Given the position of an open parenthesis in an array of characters, there’s a simple algorithm that uses a counter to find the matching close parenthesis.
- Initialize a counter to 1.
- Loop forward (to the right) through the text.
- If another open parenthesis is encountered, increment the counter.
- If a closing parenthesis is encountered, decrement the counter.
- When the counter reaches zero, you’ve found the matching closing parenthesis.

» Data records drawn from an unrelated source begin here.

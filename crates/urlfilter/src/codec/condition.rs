//! Property condition tokens.

use super::escape::{escape, unescape, SEPARATOR};
use super::param::ParamCodec;
use super::value::{ParamValue, ValueType};
use crate::error::{FilterError, Result};
use crate::metadata::EntityMetadata;
use crate::model::{Condition, ConditionTag, Operation, PropertyCondition};
use tracing::{info, warn};

/// Entity model the codec resolves property types against.
#[derive(Clone, Copy)]
pub struct CodecContext<'a> {
    pub entity: &'a str,
    pub metadata: &'a dyn EntityMetadata,
}

impl<'a> CodecContext<'a> {
    pub fn new(entity: &'a str, metadata: &'a dyn EntityMetadata) -> Self {
        Self { entity, metadata }
    }

    /// Declared value type of `operation` on `property`, if the property resolves.
    pub fn value_type(&self, property: &str, operation: Operation) -> Option<ValueType> {
        self.metadata
            .resolve_property_path(self.entity, property)
            .map(|path| operation.value_type(&path.datatype))
    }
}

/// Result of decoding a list of tokens.
#[derive(Debug, Default)]
pub struct DecodedBatch {
    pub conditions: Vec<PropertyCondition>,
    /// Tokens that could not be decoded, with the reason.
    pub dropped: Vec<(String, FilterError)>,
}

#[derive(Debug, Clone, Copy, Default)]
pub struct ConditionCodec;

impl ConditionCodec {
    /// Encode a condition as a single URL token.
    pub fn encode(condition: &Condition, ctx: &CodecContext<'_>) -> Result<String> {
        match condition {
            Condition::Property(p) => Self::encode_property(p, ctx),
            Condition::Group(_) => Err(FilterError::Encoding {
                expected: "property condition".to_string(),
                value: "group".to_string(),
            }),
        }
    }

    pub fn encode_property(condition: &PropertyCondition, ctx: &CodecContext<'_>) -> Result<String> {
        let value = match &condition.value {
            Some(value) => {
                let declared = ctx
                    .value_type(&condition.property, condition.operation)
                    .unwrap_or_else(|| natural_type(value));
                ParamCodec::serialize(value, &declared)?
            }
            None => String::new(),
        };
        Ok(Self::format_token(
            &condition.property,
            condition.operation,
            &value,
        ))
    }

    /// Encode a condition, leaving the value segment empty if the value cannot
    /// be represented.
    pub fn encode_lenient(condition: &PropertyCondition, ctx: &CodecContext<'_>) -> String {
        match Self::encode_property(condition, ctx) {
            Ok(token) => token,
            Err(e) => {
                warn!(
                    "Cannot serialize value of condition on '{}': {}",
                    condition.property, e
                );
                Self::format_token(&condition.property, condition.operation, "")
            }
        }
    }

    fn format_token(property: &str, operation: Operation, value: &str) -> String {
        let prefix = ConditionTag::Property.prefix().unwrap_or_default();
        format!(
            "{}{}{}{}{}{}",
            prefix,
            escape(property, SEPARATOR),
            SEPARATOR,
            escape(operation.wire_name(), SEPARATOR),
            SEPARATOR,
            escape(value, SEPARATOR)
        )
    }

    /// Decode one token.
    ///
    /// Fails on an unknown prefix, a missing separator or an unknown operation.
    /// A value that cannot be parsed is not an error: the condition is returned
    /// without a value.
    pub fn decode(token: &str, ctx: &CodecContext<'_>) -> Result<PropertyCondition> {
        match ConditionTag::strip(token) {
            Some((ConditionTag::Property, body)) => Self::decode_property(body, ctx),
            _ => Err(FilterError::UnknownConditionType(token.to_string())),
        }
    }

    fn decode_property(body: &str, ctx: &CodecContext<'_>) -> Result<PropertyCondition> {
        let (property_raw, rest) = body
            .split_once(SEPARATOR)
            .ok_or_else(|| FilterError::MalformedCondition(body.to_string()))?;
        let (operation_raw, value_raw) = rest
            .split_once(SEPARATOR)
            .ok_or_else(|| FilterError::MalformedCondition(body.to_string()))?;

        let property = unescape(property_raw, SEPARATOR);
        if property.is_empty() {
            return Err(FilterError::MalformedCondition(body.to_string()));
        }
        let operation = unescape(operation_raw, SEPARATOR)
            .parse::<Operation>()
            .map_err(FilterError::UnknownOperation)?;

        let mut condition = PropertyCondition::new(property, operation);
        if !value_raw.is_empty() {
            condition.value = Self::decode_value(&condition, &unescape(value_raw, SEPARATOR), ctx);
        }
        Ok(condition)
    }

    fn decode_value(
        condition: &PropertyCondition,
        raw: &str,
        ctx: &CodecContext<'_>,
    ) -> Option<ParamValue> {
        let Some(declared) = ctx.value_type(&condition.property, condition.operation) else {
            info!(
                "Cannot parse URL parameter. Unknown property '{}' of {}",
                condition.property, ctx.entity
            );
            return None;
        };

        match ParamCodec::deserialize(raw, &declared) {
            Ok(value) => Some(value),
            Err(e) => {
                info!("Cannot parse URL parameter. {}", e);
                None
            }
        }
    }

    /// Decode every token, dropping (and logging) the ones that fail.
    pub fn decode_batch<S: AsRef<str>>(tokens: &[S], ctx: &CodecContext<'_>) -> DecodedBatch {
        let mut batch = DecodedBatch::default();
        for token in tokens {
            let token = token.as_ref();
            match Self::decode(token, ctx) {
                Ok(condition) => batch.conditions.push(condition),
                Err(e) => {
                    match &e {
                        FilterError::MalformedCondition(_) => {
                            info!("Dropping URL condition '{}': {}", token, e)
                        }
                        _ => warn!("Dropping URL condition '{}': {}", token, e),
                    }
                    batch.dropped.push((token.to_string(), e));
                }
            }
        }
        batch
    }
}

/// Best-effort declared type for a value whose property is unknown.
fn natural_type(value: &ParamValue) -> ValueType {
    match value {
        ParamValue::Text(_) => ValueType::Text,
        ParamValue::Integer(_) => ValueType::Integer,
        ParamValue::Decimal(_) => ValueType::Decimal,
        ParamValue::Boolean(_) => ValueType::Boolean,
        ParamValue::Uuid(_) => ValueType::Uuid,
        ParamValue::Date(_) => ValueType::Date,
        ParamValue::DateTime(_) => ValueType::DateTime,
        ParamValue::Enum(id) => ValueType::Enum(vec![id.clone()]),
        ParamValue::List(items) => {
            ValueType::list_of(items.first().map(natural_type).unwrap_or(ValueType::Text))
        }
        ParamValue::Interval(_) => ValueType::Interval,
    }
}

#[cfg(test)]
mod tests {
    use super::*;
    use crate::metadata::{EntityDef, Schema};

    fn schema() -> Schema {
        Schema::new().with_entity(
            EntityDef::new("Customer")
                .property("name", ValueType::Text)
                .property("age", ValueType::Integer)
                .property("grade", ValueType::Enum(vec!["gold".into(), "silver".into()]))
                .property("a|b", ValueType::Text),
        )
    }

    #[test]
    fn decodes_simple_token() {
        let schema = schema();
        let ctx = CodecContext::new("Customer", &schema);

        let condition = ConditionCodec::decode("property:name|eq|John", &ctx).unwrap();
        assert_eq!(condition.property, "name");
        assert_eq!(condition.operation, Operation::Equal);
        assert_eq!(condition.value, Some(ParamValue::Text("John".into())));
        assert!(condition.operation_editable);
    }

    #[test]
    fn encodes_simple_condition() {
        let schema = schema();
        let ctx = CodecContext::new("Customer", &schema);
        let condition = PropertyCondition::new("age", Operation::Greater)
            .with_value(ParamValue::Integer(30));

        assert_eq!(
            ConditionCodec::encode_property(&condition, &ctx).unwrap(),
            "property:age|gt|30"
        );
    }

    #[test]
    fn round_trips_conditions_with_values() {
        let schema = schema();
        let ctx = CodecContext::new("Customer", &schema);
        let conditions = vec![
            PropertyCondition::new("name", Operation::Contains)
                .with_value(ParamValue::Text("x|y".into())),
            PropertyCondition::new("a|b", Operation::Equal)
                .with_value(ParamValue::Text("z".into())),
            PropertyCondition::new("grade", Operation::InList).with_value(ParamValue::List(vec![
                ParamValue::Enum("gold".into()),
                ParamValue::Enum("silver".into()),
            ])),
            PropertyCondition::new("age", Operation::IsSet).with_value(ParamValue::Boolean(true)),
        ];

        for condition in conditions {
            let token = ConditionCodec::encode(&Condition::Property(condition.clone()), &ctx).unwrap();
            let decoded = ConditionCodec::decode(&token, &ctx).unwrap();
            assert!(condition.same_predicate(&decoded), "token {}", token);
        }
    }

    #[test]
    fn empty_value_segment_means_no_value() {
        let schema = schema();
        let ctx = CodecContext::new("Customer", &schema);

        let condition = ConditionCodec::decode("property:name|eq|", &ctx).unwrap();
        assert_eq!(condition.value, None);

        let encoded = ConditionCodec::encode_property(&condition, &ctx).unwrap();
        assert_eq!(encoded, "property:name|eq|");
    }

    #[test]
    fn unparsable_value_degrades_to_absent() {
        let schema = schema();
        let ctx = CodecContext::new("Customer", &schema);

        let condition = ConditionCodec::decode("property:age|gt|old", &ctx).unwrap();
        assert_eq!(condition.operation, Operation::Greater);
        assert_eq!(condition.value, None);
    }

    #[test]
    fn value_of_unknown_property_degrades_to_absent() {
        let schema = schema();
        let ctx = CodecContext::new("Customer", &schema);

        let condition = ConditionCodec::decode("property:nickname|eq|Bob", &ctx).unwrap();
        assert_eq!(condition.property, "nickname");
        assert_eq!(condition.value, None);
    }

    #[test]
    fn value_tail_keeps_raw_separators() {
        let schema = schema();
        let ctx = CodecContext::new("Customer", &schema);

        let condition = ConditionCodec::decode("property:name|eq|a|b", &ctx).unwrap();
        assert_eq!(condition.value, Some(ParamValue::Text("a|b".into())));
    }

    #[test]
    fn missing_separators_are_malformed() {
        let schema = schema();
        let ctx = CodecContext::new("Customer", &schema);

        assert!(matches!(
            ConditionCodec::decode("property:onlyonepart", &ctx),
            Err(FilterError::MalformedCondition(_))
        ));
        assert!(matches!(
            ConditionCodec::decode("property:name|eq", &ctx),
            Err(FilterError::MalformedCondition(_))
        ));
        assert!(matches!(
            ConditionCodec::decode("property:|eq|x", &ctx),
            Err(FilterError::MalformedCondition(_))
        ));
    }

    #[test]
    fn unknown_prefix_and_operation_are_rejected() {
        let schema = schema();
        let ctx = CodecContext::new("Customer", &schema);

        assert!(matches!(
            ConditionCodec::decode("jpql:name|eq|x", &ctx),
            Err(FilterError::UnknownConditionType(_))
        ));
        assert!(matches!(
            ConditionCodec::decode("property:name|between|x", &ctx),
            Err(FilterError::UnknownOperation(op)) if op == "between"
        ));
    }

    #[test]
    fn batch_keeps_good_tokens_when_others_fail() {
        let schema = schema();
        let ctx = CodecContext::new("Customer", &schema);
        let tokens = [
            "property:onlyonepart",
            "property:name|eq|John",
            "group:whatever",
            "property:age|nope|1",
            "property:age|lt|40",
        ];

        let batch = ConditionCodec::decode_batch(&tokens, &ctx);
        let props: Vec<_> = batch.conditions.iter().map(|c| c.property.as_str()).collect();
        assert_eq!(props, vec!["name", "age"]);
        assert_eq!(batch.dropped.len(), 3);
        assert!(batch.dropped.iter().all(|(_, e)| e.is_token_local()));
    }

    #[test]
    fn unrepresentable_value_fails_strict_encoding_but_not_lenient() {
        let schema = schema();
        let ctx = CodecContext::new("Customer", &schema);
        let condition = PropertyCondition::new("age", Operation::Equal)
            .with_value(ParamValue::Text("thirty".into()));

        assert!(matches!(
            ConditionCodec::encode_property(&condition, &ctx),
            Err(FilterError::Encoding { .. })
        ));
        assert_eq!(
            ConditionCodec::encode_lenient(&condition, &ctx),
            "property:age|eq|"
        );
    }

    #[test]
    fn unknown_property_encodes_with_natural_type() {
        let schema = schema();
        let ctx = CodecContext::new("Customer", &schema);
        let condition = PropertyCondition::new("score", Operation::Greater)
            .with_value(ParamValue::Decimal(1.5));

        assert_eq!(
            ConditionCodec::encode_property(&condition, &ctx).unwrap(),
            "property:score|gt|1.5"
        );
    }
}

In code this looks something like:
public int findClosingParen(char[] text, int openPos) {
int closePos = openPos;
int counter = 1;
while (counter > 0) {
char c = text[++closePos];
if (c == '(') {
counter++;
}
else if (c == ')') {
counter--;
}
}
return closePos;
}
The algorithm for finding the position of the matching open parenthesis given a closing parenthesis is the opposite.
- Initialize a counter to 1.
- Loop backwards (to the left) through the text.

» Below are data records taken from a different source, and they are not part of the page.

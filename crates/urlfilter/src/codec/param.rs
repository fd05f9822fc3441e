//! Scalar value serialization for URL parameters.
//!
//! [`ParamCodec`] turns a [`ParamValue`] into a URL-safe string token for a
//! declared [`ValueType`] and back. It holds no state.
//!
//! | Type | Form | Example |
//! |------|------|---------|
//! | `Text` | verbatim | `John` |
//! | `Integer` | decimal | `-42` |
//! | `Decimal` | shortest round-trip float | `12.5` |
//! | `Boolean` | `true` / `false` | `true` |
//! | `Uuid` | hyphenated lowercase | `67e55044-10b1-426f-9247-bb680e5fe0c8` |
//! | `Date` | `YYYY-MM-DD` | `2024-03-01` |
//! | `DateTime` | `YYYY-MM-DDTHH:MM:SS[.fff]` | `2024-03-01T09:30:00` |
//! | `Enum` | enum id | `gold` |
//! | `List` | items joined by `,` (escaped) | `1,2,3` |
//! | `Interval` | `<last|next> <n> <unit>` | `last 5 day` |

use super::escape::{join_escaped, split_escaped, LIST_SEPARATOR};
use super::value::{DateInterval, ParamValue, ValueType};
use crate::error::{FilterError, Result};
use chrono::{NaiveDate, NaiveDateTime};
use uuid::Uuid;

const DATE_FORMAT: &str = "%Y-%m-%d";
const DATETIME_FORMAT: &str = "%Y-%m-%dT%H:%M:%S%.f";
const DATETIME_FALLBACK_FORMAT: &str = "%Y-%m-%d %H:%M:%S%.f";

#[derive(Debug, Clone, Copy, Default)]
pub struct ParamCodec;

impl ParamCodec {
    /// Serialize `value` in the string form of `declared`.
    pub fn serialize(value: &ParamValue, declared: &ValueType) -> Result<String> {
        if !value.conforms_to(declared) {
            return Err(encoding_error(value, declared));
        }

        let text = match (value, declared) {
            (ParamValue::Text(s), _) | (ParamValue::Enum(s), _) => s.clone(),
            (ParamValue::Integer(i), _) => i.to_string(),
            (ParamValue::Decimal(d), _) => {
                if !d.is_finite() {
                    return Err(encoding_error(value, declared));
                }
                d.to_string()
            }
            (ParamValue::Boolean(b), _) => b.to_string(),
            (ParamValue::Uuid(u), _) => u.hyphenated().to_string(),
            (ParamValue::Date(d), _) => d.format(DATE_FORMAT).to_string(),
            (ParamValue::DateTime(dt), _) => dt.format(DATETIME_FORMAT).to_string(),
            (ParamValue::Interval(interval), _) => interval.to_string(),
            (ParamValue::List(items), ValueType::List(inner)) => {
                let parts = items
                    .iter()
                    .map(|item| Self::serialize(item, inner))
                    .collect::<Result<Vec<_>>>()?;
                join_escaped(parts, LIST_SEPARATOR)
            }
            (ParamValue::List(_), _) => return Err(encoding_error(value, declared)),
        };
        Ok(text)
    }

    /// Parse `raw` as a value of `declared`.
    ///
    /// Callers decoding URL input must treat an error as "value absent".
    pub fn deserialize(raw: &str, declared: &ValueType) -> Result<ParamValue> {
        match declared {
            ValueType::Text => Ok(ParamValue::Text(raw.to_string())),
            ValueType::Integer => raw
                .trim()
                .parse::<i64>()
                .map(ParamValue::Integer)
                .map_err(|e| FilterError::decoding(raw, declared, e)),
            ValueType::Decimal => {
                let d = raw
                    .trim()
                    .parse::<f64>()
                    .map_err(|e| FilterError::decoding(raw, declared, e))?;
                if d.is_finite() {
                    Ok(ParamValue::Decimal(d))
                } else {
                    Err(FilterError::decoding(raw, declared, "not a finite number"))
                }
            }
            ValueType::Boolean => match raw.trim().to_ascii_lowercase().as_str() {
                "true" => Ok(ParamValue::Boolean(true)),
                "false" => Ok(ParamValue::Boolean(false)),
                _ => Err(FilterError::decoding(raw, declared, "expected true or false")),
            },
            ValueType::Uuid => Uuid::parse_str(raw.trim())
                .map(ParamValue::Uuid)
                .map_err(|e| FilterError::decoding(raw, declared, e)),
            ValueType::Date => NaiveDate::parse_from_str(raw.trim(), DATE_FORMAT)
                .map(ParamValue::Date)
                .map_err(|e| FilterError::decoding(raw, declared, e)),
            ValueType::DateTime => NaiveDateTime::parse_from_str(raw.trim(), DATETIME_FORMAT)
                .or_else(|_| NaiveDateTime::parse_from_str(raw.trim(), DATETIME_FALLBACK_FORMAT))
                .map(ParamValue::DateTime)
                .map_err(|e| FilterError::decoding(raw, declared, e)),
            ValueType::Enum(ids) => {
                if ids.iter().any(|id| id == raw) {
                    Ok(ParamValue::Enum(raw.to_string()))
                } else {
                    Err(FilterError::decoding(raw, declared, "not a known enum id"))
                }
            }
            ValueType::List(inner) => split_escaped(raw, LIST_SEPARATOR)
                .iter()
                .map(|part| Self::deserialize(part, inner))
                .collect::<Result<Vec<_>>>()
                .map(ParamValue::List),
            ValueType::Interval => raw
                .parse::<DateInterval>()
                .map(ParamValue::Interval)
                .map_err(|e| FilterError::decoding(raw, declared, e)),
        }
    }

    /// Serialize a configuration identifier. Blank or whitespace-padded ids
    /// cannot be read back unchanged and are refused.
    pub fn serialize_identifier(id: &str) -> Result<String> {
        if id.trim().is_empty() || id.trim() != id {
            return Err(FilterError::Encoding {
                expected: "identifier".to_string(),
                value: id.to_string(),
            });
        }
        Ok(id.to_string())
    }

    /// Parse a configuration identifier. Blank input is malformed.
    pub fn deserialize_identifier(raw: &str) -> Result<String> {
        let id = raw.trim();
        if id.is_empty() {
            return Err(FilterError::decoding(raw, "identifier", "blank identifier"));
        }
        Ok(id.to_string())
    }
}

fn encoding_error(value: &ParamValue, declared: &ValueType) -> FilterError {
    FilterError::Encoding {
        expected: declared.to_string(),
        value: format!("{:?}", value),
    }
}

#[cfg(test)]
mod tests {
    use super::*;

    fn enum_type() -> ValueType {
        ValueType::Enum(vec!["gold".into(), "silver".into()])
    }

    #[test]
    fn serializes_scalars() {
        assert_eq!(
            ParamCodec::serialize(&ParamValue::Integer(-42), &ValueType::Integer).unwrap(),
            "-42"
        );
        assert_eq!(
            ParamCodec::serialize(&ParamValue::Decimal(12.5), &ValueType::Decimal).unwrap(),
            "12.5"
        );
        assert_eq!(
            ParamCodec::serialize(&ParamValue::Boolean(true), &ValueType::Boolean).unwrap(),
            "true"
        );
        let date = NaiveDate::from_ymd_opt(2024, 3, 1).unwrap();
        assert_eq!(
            ParamCodec::serialize(&ParamValue::Date(date), &ValueType::Date).unwrap(),
            "2024-03-01"
        );
    }

    #[test]
    fn datetime_round_trips() {
        let dt = NaiveDate::from_ymd_opt(2024, 3, 1)
            .unwrap()
            .and_hms_opt(9, 30, 0)
            .unwrap();
        let value = ParamValue::DateTime(dt);
        let text = ParamCodec::serialize(&value, &ValueType::DateTime).unwrap();
        assert_eq!(text, "2024-03-01T09:30:00");
        assert_eq!(
            ParamCodec::deserialize(&text, &ValueType::DateTime).unwrap(),
            value
        );
    }

    #[test]
    fn datetime_accepts_space_separator() {
        let parsed = ParamCodec::deserialize("2024-03-01 09:30:00", &ValueType::DateTime).unwrap();
        assert!(matches!(parsed, ParamValue::DateTime(_)));
    }

    #[test]
    fn mismatched_value_fails_to_encode() {
        let err = ParamCodec::serialize(&ParamValue::Text("x".into()), &ValueType::Integer);
        assert!(matches!(err, Err(FilterError::Encoding { .. })));
    }

    #[test]
    fn unknown_enum_id_fails_to_encode() {
        let err = ParamCodec::serialize(&ParamValue::Enum("bronze".into()), &enum_type());
        assert!(matches!(err, Err(FilterError::Encoding { .. })));
    }

    #[test]
    fn non_finite_decimal_fails_to_encode() {
        let err = ParamCodec::serialize(&ParamValue::Decimal(f64::NAN), &ValueType::Decimal);
        assert!(matches!(err, Err(FilterError::Encoding { .. })));
    }

    #[test]
    fn malformed_input_fails_to_decode() {
        assert!(matches!(
            ParamCodec::deserialize("abc", &ValueType::Integer),
            Err(FilterError::Decoding { .. })
        ));
        assert!(ParamCodec::deserialize("maybe", &ValueType::Boolean).is_err());
        assert!(ParamCodec::deserialize("not-a-uuid", &ValueType::Uuid).is_err());
        assert!(ParamCodec::deserialize("2024-13-45", &ValueType::Date).is_err());
        assert!(ParamCodec::deserialize("NaN", &ValueType::Decimal).is_err());
        assert!(ParamCodec::deserialize("bronze", &enum_type()).is_err());
    }

    #[test]
    fn uuid_round_trips() {
        let id = Uuid::new_v4();
        let text = ParamCodec::serialize(&ParamValue::Uuid(id), &ValueType::Uuid).unwrap();
        assert_eq!(
            ParamCodec::deserialize(&text, &ValueType::Uuid).unwrap(),
            ParamValue::Uuid(id)
        );
    }

    #[test]
    fn list_items_with_commas_round_trip() {
        let ty = ValueType::list_of(ValueType::Text);
        let value = ParamValue::List(vec![
            ParamValue::Text("Smith, John".into()),
            ParamValue::Text("Doe".into()),
        ]);
        let text = ParamCodec::serialize(&value, &ty).unwrap();
        assert_eq!(text, "Smith%2C John,Doe");
        assert_eq!(ParamCodec::deserialize(&text, &ty).unwrap(), value);
    }

    #[test]
    fn list_with_bad_item_fails_as_a_whole() {
        let ty = ValueType::list_of(ValueType::Integer);
        assert!(ParamCodec::deserialize("1,two,3", &ty).is_err());
    }

    #[test]
    fn interval_round_trips() {
        let value = ParamCodec::deserialize("last 5 day", &ValueType::Interval).unwrap();
        assert_eq!(
            ParamCodec::serialize(&value, &ValueType::Interval).unwrap(),
            "last 5 day"
        );
    }

    #[test]
    fn blank_identifier_is_malformed() {
        assert!(ParamCodec::deserialize_identifier("  ").is_err());
        assert_eq!(ParamCodec::deserialize_identifier(" vip ").unwrap(), "vip");
        assert!(ParamCodec::serialize_identifier("").is_err());
        assert!(ParamCodec::serialize_identifier(" vip").is_err());
    }
}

- If an open parenthesis is encountered, decrement the counter.
- If a closing parenthesis is encountered, increment the counter.
- When the counter reaches zero, you’ve found the matching open parenthesis.
In code:
public int findOpenParen(char[] text, int closePos) {
int openPos = closePos;
int counter = 1;
while (counter > 0) {
char c = text[--openPos];
if (c == '(') {
counter--;
}
else if (c == ')') {
counter++;
}
}
return openPos;
}
Note: Both of the examples above assume that parentheses are balanced, so no array bounds checking is done. A real implementation would check that you don’t run off the end of the array, and throw an exception (or return an error code) that indicates that parentheses are unbalanced in the input text if you do.